— Да все так же, батюшка. Наши его стерегут в Азове, человечка к нему подослали, будто бы евонного сторонника, через него Джанибек письма в Крым передает. Ну, а мы их читаем, вестимо. Сказывает наш поставленный-то, что хан уже о побеге поговаривает, покамест все подходцами да намеками.
— Рано пока, пущай подождет, настанет вскорости и его время, — улыбнулся Петр и вскочил: — Ну, давай же! Давай! Э-эх…
Он снова уселся, облокотился на подушку и вздохнул:
— Жаль, с ляхами война. Они еще прошлогод обещались с нами состязаться.
— Им сейчас, государь, сам ведаешь — не до хоккеев. Они и так-то с османцами да шведами смертным боем билися, а тут еще Бородавкины проделки. Не от хорошей жизни нам Сигизмунд войну-то объявил.

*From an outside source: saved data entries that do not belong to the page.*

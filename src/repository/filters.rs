use chrono::Utc;
use rusqlite::{params, Connection, OptionalExtension, Row};
use tracing::warn;

use super::{decimal_column, decimal_to_sql, timestamp_column, timestamp_to_sql};
use crate::error::{ListingError, Result};
use crate::models::{NewSavedFilter, SavedFilter};

const FILTER_COLUMNS: &str = "filter_id, name, price_min, price_max, price_sqm_min, price_sqm_max, \
     rooms, city, city_district, created_at";

fn saved_filter_from_row(row: &Row<'_>) -> rusqlite::Result<SavedFilter> {
    let filter_id: i64 = row.get(0)?;
    let rooms: Option<String> = row.get(6)?;
    Ok(SavedFilter {
        filter_id,
        name: row.get(1)?,
        price_min: decimal_column(row, 2)?,
        price_max: decimal_column(row, 3)?,
        price_sqm_min: decimal_column(row, 4)?,
        price_sqm_max: decimal_column(row, 5)?,
        rooms: rooms_from_json(filter_id, rooms),
        city: row.get(7)?,
        city_district: row.get(8)?,
        created_at: timestamp_column(row, 9)?,
    })
}

/// Stored room sets that no longer parse are reported as "no room filter".
fn rooms_from_json(filter_id: i64, raw: Option<String>) -> Option<Vec<i64>> {
    let raw = raw.filter(|s| !s.is_empty())?;
    match serde_json::from_str(&raw) {
        Ok(rooms) => Some(rooms),
        Err(e) => {
            warn!(filter_id, "Ignoring unreadable rooms value {:?}: {}", raw, e);
            None
        }
    }
}

pub fn insert(conn: &Connection, filter: &NewSavedFilter) -> Result<SavedFilter> {
    let rooms_json = filter.rooms.as_ref().map(serde_json::to_string).transpose()?;

    conn.execute(
        "INSERT INTO saved_filters (name, price_min, price_max, price_sqm_min, price_sqm_max,
             rooms, city, city_district, created_at)
         VALUES (?1, ?2, ?3, ?4, ?5, ?6, ?7, ?8, ?9)",
        params![
            filter.name,
            decimal_to_sql(filter.price_min),
            decimal_to_sql(filter.price_max),
            decimal_to_sql(filter.price_sqm_min),
            decimal_to_sql(filter.price_sqm_max),
            rooms_json,
            filter.city,
            filter.city_district,
            timestamp_to_sql(Utc::now()),
        ],
    )?;

    let filter_id = conn.last_insert_rowid();
    get(conn, filter_id)?.ok_or(ListingError::NotFound {
        entity: "Filter",
        id: filter_id,
    })
}

pub fn get(conn: &Connection, filter_id: i64) -> Result<Option<SavedFilter>> {
    let filter = conn
        .query_row(
            &format!("SELECT {FILTER_COLUMNS} FROM saved_filters WHERE filter_id = ?1"),
            params![filter_id],
            saved_filter_from_row,
        )
        .optional()?;
    Ok(filter)
}

/// Newest first.
pub fn list(conn: &Connection, skip: i64, limit: i64) -> Result<Vec<SavedFilter>> {
    let mut stmt = conn.prepare(&format!(
        "SELECT {FILTER_COLUMNS} FROM saved_filters
         ORDER BY created_at DESC, filter_id DESC LIMIT ?1 OFFSET ?2"
    ))?;
    let filters = stmt
        .query_map(params![limit, skip], saved_filter_from_row)?
        .collect::<rusqlite::Result<Vec<_>>>()?;
    Ok(filters)
}

pub fn count(conn: &Connection) -> Result<i64> {
    let total = conn.query_row("SELECT COUNT(*) FROM saved_filters", [], |row| row.get(0))?;
    Ok(total)
}
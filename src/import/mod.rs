//! Offline CSV import: normalize each row, resolve its dimensions, then
//! insert, refresh or skip the listing keyed by URL.

pub mod dedupe;
pub mod importer;
pub mod normalize;
pub mod resolver;
pub mod row;

use serde::Serialize;
use thiserror::Error;

use crate::error::ListingError;

pub use importer::{ImportOptions, Importer};
pub use resolver::DimensionCounts;

/// Outcome of a single imported row.
#[derive(Debug, Clone, Copy, PartialEq, Eq, Serialize)]
pub enum ChangeType {
    Created,
    Updated,
    NoChange,
}

/// Why a row was not imported. Only `Storage` aborts the run.
#[derive(Error, Debug)]
pub enum RowError {
    #[error("Missing required field: {0}")]
    MissingRequiredField(&'static str),

    #[error("Invalid value for required field {column}: {value:?}")]
    InvalidRequiredField { column: &'static str, value: String },

    #[error("Malformed record: {0}")]
    MalformedRecord(String),

    #[error(transparent)]
    Storage(#[from] ListingError),
}

impl From<rusqlite::Error> for RowError {
    fn from(err: rusqlite::Error) -> Self {
        RowError::Storage(err.into())
    }
}

impl RowError {
    pub fn is_fatal(&self) -> bool {
        matches!(self, RowError::Storage(_))
    }
}

#[derive(Debug, Clone, PartialEq, Eq, Serialize)]
pub struct RowFailure {
    /// 1-based line in the source file.
    pub line: u64,
    pub url: Option<String>,
    pub reason: String,
}

#[derive(Debug, Clone, Default, PartialEq, Eq, Serialize)]
pub struct ImportSummary {
    pub rows_seen: usize,
    pub created: usize,
    pub updated: usize,
    pub skipped: usize,
    pub failed: usize,
    pub malformed_fields: usize,
    pub dimensions_created: DimensionCounts,
    pub failures: Vec<RowFailure>,
}

impl ImportSummary {
    pub fn record(&mut self, change: ChangeType) {
        match change {
            ChangeType::Created => self.created += 1,
            ChangeType::Updated => self.updated += 1,
            ChangeType::NoChange => self.skipped += 1,
        }
    }

    pub fn record_failure(&mut self, line: u64, url: Option<String>, reason: String) {
        self.failed += 1;
        self.failures.push(RowFailure { line, url, reason });
    }
}
//! Exchange capability set used by the trading engine.
//!
//! Implementations classify their failures into `BotError::Temporary` and
//! `BotError::InvalidOrder`; the engine decides per call site what to do.

mod paper;

pub use paper::PaperExchange;

use std::collections::HashMap;

use async_trait::async_trait;
use chrono::{DateTime, Utc};
use rust_decimal::Decimal;

use crate::error::{BotError, Result};
use crate::models::{Balance, Candle, Fill, Market, Order, OrderBook, OrderRequest, Ticker};

/// Fee side for `Exchange::get_fee`.
#[derive(Debug, Clone, Copy, PartialEq, Eq)]
pub enum TakerOrMaker {
    Maker,
    Taker,
}

/// Trait for spot exchange clients.
#[async_trait]
pub trait Exchange: Send + Sync {
    /// Exchange identifier stored on trades
    fn name(&self) -> &str;

    /// Reload market metadata. Called once per cycle.
    async fn reload_markets(&self) -> Result<()> {
        Ok(())
    }

    /// Metadata for a pair.
    async fn market(&self, pair: &str) -> Result<Market>;

    async fn fetch_ticker(&self, pair: &str) -> Result<Ticker>;

    async fn get_order_book(&self, pair: &str, depth: usize) -> Result<OrderBook>;

    async fn place_order(&self, request: OrderRequest) -> Result<Order>;

    async fn get_order(&self, order_id: &str, pair: &str) -> Result<Order>;

    async fn cancel_order(&self, order_id: &str, pair: &str) -> Result<Order>;

    /// Individual fills of an order, executed after `since`.
    async fn get_trades_for_order(
        &self,
        order_id: &str,
        pair: &str,
        since: DateTime<Utc>,
    ) -> Result<Vec<Fill>>;

    async fn get_fee(&self, pair: &str, side: TakerOrMaker) -> Result<Decimal>;

    async fn fetch_balances(&self) -> Result<HashMap<String, Balance>>;

    async fn fetch_ohlcv(&self, pair: &str, timeframe: &str, limit: usize) -> Result<Vec<Candle>>;

    async fn get_pair_base_currency(&self, pair: &str) -> Result<String> {
        Ok(self.market(pair).await?.base)
    }

    /// Whether a resting stop order should be replaced because the trade's
    /// stop moved above it.
    fn stoploss_adjust(&self, stop_loss: Decimal, order: &Order) -> bool {
        order.stop_price.map(|sp| stop_loss > sp).unwrap_or(false)
    }
}

/// Lookup helper for exchanges keeping markets in a map.
pub(crate) fn find_market(markets: &HashMap<String, Market>, pair: &str) -> Result<Market> {
    markets
        .get(pair)
        .cloned()
        .ok_or_else(|| BotError::Dependency(format!("Market {} not available", pair)))
}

— Оно понятно, — кивнул Петр, — когда вся Малая Русь, почитай, переметнулась. А литвины? Сколько уже к нам с землями-то перешло?
— Графов да князей четверо, а мелких шляхтичей уж дюжин пять. Да-а, королю польскому не позавидуешь.
— Погодь, еще и не так лихо ему будет, — царь с хитрецой подмигнул.
— Чую, не токмо ему, — покачал головой Шеин. — Патриарх Константинопольский гонца прислал, пишет, мол, готов он учинить то, об чем с тобой уговаривался.
— Пущай погодит покамест. Скоро уже.
В этот момент раздались разноголосые крики, и царь радостно вскинул руки:
— Гооол!
Воротынский со вздохом покачал головой: ну что ты будешь делать, а? Никакой степенности в государе. А с другой стороны — сидит себе, смотрит… как его… хоккей этот, вроде бы и в ус не дует — а пол-Европы перебаламутил. Чудеса…
— Эх, надо было Маржерету сказать, чтоб привозил французов учиться играть! — щелкнул пальцами Петр. — Не додумался я.
— Когда он вертается-то, батюшка?
— Да Бог его ведает. Посмотрит европейские армии да оружия новые — и назад.
— Ну да, ну да, — Воротынский поежился. — Не пора ли нам, государь? Студено больно. Как бы ты не захворал.
— Вы с Михал Борисычем поезжайте, я с Васькой вернусь, — махнул рукой Петр.
Бояре встали, поклонились и направились к возку.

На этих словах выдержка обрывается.